We must decide cases here upon the record as certified to us by the clerk, not upon what the record might have been had the case been better tried. We have re-examined the record and upon it declare that no sound opinion could be written which would reverse the judgment.
ON MOTION FOR A NEW TRIAL.
Appellant has made in this court, and since the affirmance of the judgment, a motion for a new trial on the ground of misconduct of his trial attorney, which misconduct, as appellant avers by affidavits now before us, was such as to render his said attorney incapable of properly presenting his case before the trial court. The Supreme Court is a court of appeals, without any such original jurisdiction as appellant has sought to invoke by his said motion. A motion for such matters as this must be first made in the trial court and the formal rulings of the trial judge had thereon, else they are not cognizable by us.
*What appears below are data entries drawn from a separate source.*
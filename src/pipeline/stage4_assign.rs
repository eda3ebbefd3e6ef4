use crate::model::roles::{ROLE_COUNT, ROLE_ORDER};
use crate::pipeline::stage3_cost_matrix::{CostMatrix, FORBIDDEN_COST};

/// Costs closer than this are treated as equal.
pub const TIE_EPSILON: f64 = 1e-9;

#[derive(Debug, Clone, PartialEq)]
pub struct Solution {
    /// Matrix row assigned to each role, in `ROLE_ORDER`.
    pub player_for_role: [usize; ROLE_COUNT],
    pub total_cost: f64,
}

impl Solution {
    fn from_rows(matrix: &CostMatrix, rows: [usize; ROLE_COUNT]) -> Self {
        Self {
            total_cost: assignment_cost(matrix, &rows),
            player_for_role: rows,
        }
    }

    /// Candidate indices in role order.
    pub fn candidates(&self, matrix: &CostMatrix) -> [usize; ROLE_COUNT] {
        self.player_for_role.map(|row| matrix.players[row])
    }

    pub fn uses_forbidden(&self, matrix: &CostMatrix) -> bool {
        ROLE_ORDER
            .iter()
            .zip(self.player_for_role)
            .any(|(&role, row)| matrix.is_forbidden(row, role))
    }
}

pub fn assignment_cost(matrix: &CostMatrix, rows: &[usize; ROLE_COUNT]) -> f64 {
    ROLE_ORDER
        .iter()
        .zip(rows)
        .map(|(&role, &row)| matrix.cell(row, role))
        .sum()
}

/// Minimum-cost assignment of the five roles to distinct matrix rows.
///
/// Among equal-cost optima the one with the strongest weakest player wins,
/// then the lexicographically smallest candidate sequence in role order.
/// Both refinements re-solve with cells masked out, so they hold for any
/// number of rows. Returns `None` when the matrix has fewer rows than roles.
pub fn solve(matrix: &CostMatrix) -> Option<Solution> {
    let optimum = hungarian(matrix)?;
    let target = assignment_cost(matrix, &optimum);
    let mut tie = TieBreak {
        matrix,
        target,
        allowed: vec![[true; ROLE_COUNT]; matrix.n_players()],
    };

    let rows = tie.weakest_link(optimum);
    let rows = tie.lexicographic(rows);
    Some(Solution::from_rows(matrix, rows))
}

/// Co-optimal refinement over a mask of still-allowed cells.
struct TieBreak<'a> {
    matrix: &'a CostMatrix,
    target: f64,
    allowed: Vec<[bool; ROLE_COUNT]>,
}

impl TieBreak<'_> {
    /// Optimal rows under `allowed`, if they still reach the target cost.
    fn optimal_under(&self, allowed: &[[bool; ROLE_COUNT]]) -> Option<[usize; ROLE_COUNT]> {
        let masked = CostMatrix {
            players: self.matrix.players.clone(),
            cells: self
                .matrix
                .cells
                .iter()
                .zip(allowed)
                .map(|(row, keep)| {
                    let mut out = *row;
                    for (cell, &k) in out.iter_mut().zip(keep) {
                        if !k {
                            *cell = FORBIDDEN_COST;
                        }
                    }
                    out
                })
                .collect(),
        };
        let rows = hungarian(&masked)?;
        (assignment_cost(&masked, &rows) <= self.target + TIE_EPSILON).then_some(rows)
    }

    fn worst_cell(&self, rows: &[usize; ROLE_COUNT]) -> f64 {
        ROLE_ORDER
            .iter()
            .zip(rows)
            .map(|(&role, &row)| self.matrix.cell(row, role))
            .fold(f64::NEG_INFINITY, f64::max)
    }

    /// Smallest worst cell reachable at the target cost. Cells above the
    /// chosen threshold stay masked for the lexicographic pass.
    fn weakest_link(&mut self, optimum: [usize; ROLE_COUNT]) -> [usize; ROLE_COUNT] {
        let ceiling = self.worst_cell(&optimum);
        let mut levels: Vec<f64> = self
            .matrix
            .cells
            .iter()
            .flatten()
            .copied()
            .filter(|&c| c <= ceiling)
            .collect();
        levels.sort_by(f64::total_cmp);
        levels.dedup();

        // levels[hi] is always feasible: it is the optimum's own worst cell.
        let mut best = optimum;
        let (mut lo, mut hi) = (0usize, levels.len().saturating_sub(1));
        while lo < hi {
            let mid = (lo + hi) / 2;
            match self.optimal_under(&self.capped(levels[mid])) {
                Some(rows) => {
                    best = rows;
                    hi = mid;
                }
                None => lo = mid + 1,
            }
        }
        if let Some(&level) = levels.get(hi) {
            self.allowed = self.capped(level);
            if let Some(rows) = self.optimal_under(&self.allowed) {
                best = rows;
            }
        }
        best
    }

    fn capped(&self, level: f64) -> Vec<[bool; ROLE_COUNT]> {
        self.matrix
            .cells
            .iter()
            .zip(&self.allowed)
            .map(|(row, keep)| {
                let mut out = *keep;
                for (k, &cell) in out.iter_mut().zip(row) {
                    *k = *k && cell <= level;
                }
                out
            })
            .collect()
    }

    /// Fixes roles front to back to the smallest candidate that keeps a
    /// co-optimal completion.
    fn lexicographic(&mut self, mut current: [usize; ROLE_COUNT]) -> [usize; ROLE_COUNT] {
        let mut order: Vec<usize> = (0..self.matrix.n_players()).collect();
        order.sort_by_key(|&row| self.matrix.players[row]);

        for role in 0..ROLE_COUNT {
            let incumbent = self.matrix.players[current[role]];
            for &row in &order {
                if self.matrix.players[row] >= incumbent {
                    break;
                }
                if !self.allowed[row][role] {
                    continue;
                }
                let trial = self.pinned(role, row);
                if let Some(rows) = self.optimal_under(&trial) {
                    current = rows;
                    break;
                }
            }
            self.allowed = self.pinned(role, current[role]);
        }
        current
    }

    fn pinned(&self, role: usize, row: usize) -> Vec<[bool; ROLE_COUNT]> {
        let mut out = self.allowed.clone();
        for (r, keep) in out.iter_mut().enumerate() {
            for (c, k) in keep.iter_mut().enumerate() {
                if (r == row) != (c == role) {
                    *k = false;
                }
            }
        }
        out
    }
}

/// Shortest augmenting path Hungarian algorithm with potentials, O(n^2 m)
/// for n roles and m >= n players.
fn hungarian(matrix: &CostMatrix) -> Option<[usize; ROLE_COUNT]> {
    let n = ROLE_COUNT;
    let m = matrix.n_players();
    if m < n {
        return None;
    }

    // 1-based, column 0 is the virtual start.
    let cost = |role: usize, player: usize| matrix.cell(player - 1, ROLE_ORDER[role - 1]);
    let mut u = vec![0.0f64; n + 1];
    let mut v = vec![0.0f64; m + 1];
    let mut p = vec![0usize; m + 1];
    let mut way = vec![0usize; m + 1];

    for i in 1..=n {
        p[0] = i;
        let mut j0 = 0usize;
        let mut minv = vec![f64::INFINITY; m + 1];
        let mut used = vec![false; m + 1];
        loop {
            used[j0] = true;
            let i0 = p[j0];
            let mut delta = f64::INFINITY;
            let mut j1 = 0usize;
            for j in 1..=m {
                if used[j] {
                    continue;
                }
                let cur = cost(i0, j) - u[i0] - v[j];
                if cur < minv[j] {
                    minv[j] = cur;
                    way[j] = j0;
                }
                if minv[j] < delta {
                    delta = minv[j];
                    j1 = j;
                }
            }
            if j1 == 0 {
                return None;
            }
            for j in 0..=m {
                if used[j] {
                    u[p[j]] += delta;
                    v[j] -= delta;
                } else {
                    minv[j] -= delta;
                }
            }
            j0 = j1;
            if p[j0] == 0 {
                break;
            }
        }
        loop {
            let j1 = way[j0];
            p[j0] = p[j1];
            j0 = j1;
            if j0 == 0 {
                break;
            }
        }
    }

    let mut rows = [usize::MAX; ROLE_COUNT];
    for j in 1..=m {
        if p[j] != 0 {
            rows[p[j] - 1] = j - 1;
        }
    }
    if rows.contains(&usize::MAX) {
        return None;
    }
    Some(rows)
}

#[cfg(test)]
#[path = "../../tests/src_inline/pipeline/stage4_assign.rs"]
mod tests;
ON MOTION FOR A MODIFIED JUDGMENT.
Appellant has filed a motion requesting in the alternative that the judgment of the trial court be modified
so as to order a sale of the replevied property as if in foreclosure or in execution. Appellee has filed its response to said motion consenting that the judgment be modified as requested by appellant.
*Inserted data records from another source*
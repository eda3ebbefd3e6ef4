use super::*;
use crate::input::history::SharedHistoryTable;
use crate::model::scores::SYNERGY_MAX;

fn history(games: u32, win_rate: f64, avg_kda: Option<f64>, recent_games: u32) -> PairHistory {
    PairHistory {
        games,
        win_rate,
        avg_kda,
        recent_games,
    }
}

fn table_with(a: &str, b: &str, h: PairHistory) -> SharedHistoryTable {
    let mut table = SharedHistoryTable::new();
    table.insert(a, b, h);
    table
}

#[test]
fn test_win_rate_swing_at_full_confidence() {
    let params = SynergyParams::default();
    let table = table_with("ana", "ben", history(20, 0.9, Some(2.0), 0));
    let scorer = PairSynergyScorer::new(&table, &params);
    let s = scorer.score("ana", Role::Jungle, "ben", Role::Mid);
    assert!((s.value - 0.16).abs() < 1e-12);
    assert_eq!(s.games, 20);
    assert_eq!(s.source, SynergySourceKind::History);
}

#[test]
fn test_synergy_is_symmetric() {
    let params = SynergyParams::default();
    let mut table = table_with("ana", "ben", history(12, 0.7, Some(3.1), 4));
    table.insert_role_pair("ben", Role::Mid, "ana", Role::Jungle, history(6, 0.83, None, 1));
    let scorer = PairSynergyScorer::new(&table, &params);

    let ab = scorer.score("ana", Role::Jungle, "ben", Role::Mid);
    let ba = scorer.score("ben", Role::Mid, "ana", Role::Jungle);
    assert_eq!(ab, ba);
    assert_eq!(ab.source, SynergySourceKind::RoleRefined);

    let none = NoHistory;
    let neutral = PairSynergyScorer::new(&none, &params);
    assert_eq!(
        neutral.score("x", Role::Top, "y", Role::Jungle),
        neutral.score("y", Role::Jungle, "x", Role::Top)
    );
}

#[test]
fn test_confidence_scales_with_shared_games() {
    let params = SynergyParams::default();
    let table = table_with("a", "b", history(5, 0.9, None, 0));
    let scorer = PairSynergyScorer::new(&table, &params);
    let s = scorer.score("a", Role::Top, "b", Role::Mid);
    assert!((s.value - 0.16 * 5.0 / 15.0).abs() < 1e-12);
    assert!((s.confidence - 5.0 / 15.0).abs() < 1e-12);
}

#[test]
fn test_kda_adjustment_both_directions() {
    let params = SynergyParams::default();
    let none = NoHistory;
    let scorer = PairSynergyScorer::new(&none, &params);
    let high = scorer.raw_value(&history(20, 0.5, Some(3.0), 0));
    let low = scorer.raw_value(&history(20, 0.5, Some(1.0), 0));
    let near = scorer.raw_value(&history(20, 0.5, Some(2.3), 0));
    assert!((high - 0.05).abs() < 1e-12);
    assert!((low + 0.05).abs() < 1e-12);
    assert_eq!(near, 0.0);
}

#[test]
fn test_recency_bonus_bounded() {
    let params = SynergyParams::default();
    let none = NoHistory;
    let scorer = PairSynergyScorer::new(&none, &params);
    assert_eq!(scorer.raw_value(&history(20, 0.5, None, 2)), 0.0);
    assert!((scorer.raw_value(&history(20, 0.5, None, 3)) - 0.02).abs() < 1e-12);
    assert!((scorer.raw_value(&history(20, 0.5, None, 4)) - 0.03).abs() < 1e-12);
    assert!((scorer.raw_value(&history(20, 0.5, None, 12)) - 0.05).abs() < 1e-12);
    // recent games cannot exceed shared games
    assert_eq!(scorer.raw_value(&history(2, 0.5, None, 9)), 0.0);
}

#[test]
fn test_zero_shared_games_is_neutral() {
    let params = SynergyParams::default();
    let table = SharedHistoryTable::new();
    let scorer = PairSynergyScorer::new(&table, &params);
    let s = scorer.score("a", Role::Jungle, "b", Role::Mid);
    assert_eq!(s.value, 0.0);
    assert_eq!(s.source, SynergySourceKind::NoSharedGames);
    assert_eq!(
        scorer.audit("b", "a"),
        Some(DataQualityWarning::MissingPairHistory {
            player_a: "a".to_string(),
            player_b: "b".to_string(),
        })
    );
}

#[test]
fn test_no_capability_uses_role_table() {
    let params = SynergyParams::default();
    let none = NoHistory;
    let scorer = PairSynergyScorer::new(&none, &params);
    let jm = scorer.score("a", Role::Jungle, "b", Role::Mid);
    assert_eq!(jm.value, neutral_compatibility(RolePair::new(Role::Jungle, Role::Mid)));
    assert_eq!(jm.source, SynergySourceKind::NeutralTable);
    let lane = scorer.score("a", Role::Bot, "b", Role::Support);
    assert_eq!(lane.value, 0.0);
    assert_eq!(scorer.audit("a", "b"), Some(DataQualityWarning::NeutralSynergyTable));
}

#[test]
fn test_role_history_blends_toward_role_value() {
    let params = SynergyParams::default();
    let mut table = table_with("a", "b", history(15, 0.5, None, 0));
    table.insert_role_pair("a", Role::Bot, "b", Role::Support, history(10, 1.0, None, 0));
    table.insert_role_pair("a", Role::Top, "b", Role::Mid, history(5, 1.0, None, 0));
    let scorer = PairSynergyScorer::new(&table, &params);

    let full = scorer.score("a", Role::Bot, "b", Role::Support);
    assert!((full.value - 0.2).abs() < 1e-12);

    let half = scorer.score("a", Role::Top, "b", Role::Mid);
    assert!((half.value - 0.1).abs() < 1e-12);

    let other = scorer.score("a", Role::Jungle, "b", Role::Mid);
    assert_eq!(other.value, 0.0);
    assert_eq!(other.source, SynergySourceKind::History);
}

#[test]
fn test_value_clamped_to_range() {
    let params = SynergyParams {
        win_rate_scale: 2.0,
        ..SynergyParams::default()
    };
    let table = table_with("a", "b", history(30, 1.0, Some(4.0), 8));
    let scorer = PairSynergyScorer::new(&table, &params);
    let s = scorer.score("a", Role::Top, "b", Role::Jungle);
    assert_eq!(s.value, SYNERGY_MAX);
}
The judgment as rendered by the trial court is in accord with section 3098, Code 1930, and there is no error in it. Inasmuch as the appellate power is expercisable only for the correction of error, it must follow that when there is no error there is no appellate power other than to declare that there is no error. And the parties cannot, by confession or consent, put error into a judgment when there is in fact no error therein. It follows, further, therefore, that if we were to act upon the stated request, we would have to do so as if a court of original jurisdiction; and since we have no such jurisdiction and none can be conferred by consent, our order of modification would have no more force than if made by private persons. 34 C.J., pp. 130, 131. Compare Loving v. Laird, 122 Tex. 18, 50 S.W.2d 260.
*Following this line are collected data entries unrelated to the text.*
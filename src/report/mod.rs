pub mod json;
pub mod text;

pub fn format_f64_6(v: f64) -> String {
    format!("{:.6}", v)
}

pub fn format_signed_6(v: f64) -> String {
    format!("{:+.6}", v)
}

pub fn mean(values: &[f64]) -> f64 {
    if values.is_empty() {
        return 0.0;
    }
    values.iter().sum::<f64>() / values.len() as f64
}

#[cfg(test)]
#[path = "../../tests/src_inline/report/mod.rs"]
mod tests;
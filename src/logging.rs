use tracing_subscriber::EnvFilter;

/// Installs the stderr subscriber. `RUST_LOG` wins over the verbosity flag.
pub fn init_tracing(verbose: bool) {
    let default = if verbose { "debug" } else { "info" };
    let filter = EnvFilter::try_from_default_env().unwrap_or_else(|_| EnvFilter::new(default));
    let _ = tracing_subscriber::fmt()
        .with_env_filter(filter)
        .with_writer(std::io::stderr)
        .with_target(false)
        .without_time()
        .try_init();
}
use super::*;
use crate::fixtures::varied_pool;
use crate::model::weights::EngineConfig;
use crate::pipeline::optimize;
use crate::pipeline::stage2_pair_synergy::NoHistory;
use std::sync::atomic::{AtomicUsize, Ordering};

static DIR_COUNTER: AtomicUsize = AtomicUsize::new(0);

fn make_temp_dir() -> std::path::PathBuf {
    let mut dir = std::env::temp_dir();
    let id = DIR_COUNTER.fetch_add(1, Ordering::SeqCst);
    dir.push(format!("kira_teamcomp_report_test_{}_{}", std::process::id(), id));
    std::fs::create_dir_all(&dir).unwrap();
    dir
}

#[test]
fn test_write_reports_outputs() {
    let config = EngineConfig::default_v1();
    let result = optimize(&varied_pool(), &NoHistory, &config).unwrap();
    let dir = make_temp_dir().join("nested");

    write_reports(&result, &config, &dir).unwrap();

    let json = std::fs::read_to_string(dir.join(SUMMARY_FILE)).unwrap();
    let value: serde_json::Value = serde_json::from_str(&json).unwrap();
    assert_eq!(value["tool"]["name"], "kira-teamcomp");
    assert_eq!(value["candidates"]["supplied"], 6);
    assert_eq!(value["best"]["players"].as_array().unwrap().len(), 5);
    let warnings = value["warnings"].as_array().unwrap();
    assert!(warnings.iter().any(|w| w["kind"] == "neutral_synergy_table"));
    assert!(warnings.iter().all(|w| w["message"].is_string()));
    assert!(value["config"]["search"]["max_alternatives"].is_u64());

    let report = std::fs::read_to_string(dir.join(REPORT_FILE)).unwrap();
    assert!(report.starts_with("Team Composition Report"));
    assert!(report.contains("1. Recommended composition"));
    assert!(report.contains(&result.best.explanation));

    let tsv = std::fs::read_to_string(dir.join(ROLE_SCORES_FILE)).unwrap();
    let mut lines = tsv.lines();
    assert_eq!(
        lines.next().unwrap(),
        "player\trole\tsuitability\tsamples\tconfidence\tassigned"
    );
    let rows: Vec<&str> = lines.collect();
    assert_eq!(rows.len(), 30);
    let assigned = rows.iter().filter(|r| r.ends_with("\tyes")).count();
    assert_eq!(assigned, 5);
    assert!(rows[0].starts_with("ana\ttop\t"));
}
Nor is it necessary to the ends of legal justice that such modified judgment be entered here, or in the trial court, even if the trial court could have entered such an order. The action of replevin is possessory only. Scarborough v. Lucas, 119 Miss. 128, 80 So. 521; Jackson v. General, etc., Corp., 151 Miss. 890,119 So. 808. When, and if, the replevied property is delivered to the plaintiff in replevin under the judgment, the plaintiff will have no absolute title to it, but only a lien thereon for the balance due of the purchase money, with the right to sell to make the same. The reservation of the title was but as security for the purchase price, and while sufficient to maintain replevin upon default of payment, yet when possession is recovered by the seller or his assignee, he must still deal with it as security and with reference to the equitable rights of the purchaser. Ross-Meehan Brake Shoe Foundry Co. v. Pascagoula Ice Co.,72 Miss. 608, 615, 18 So. 364. The contract between the parties
expressly so provides, leaving aside what the law would require in the absence of such an express contract.
Suggestion of error and motions overruled.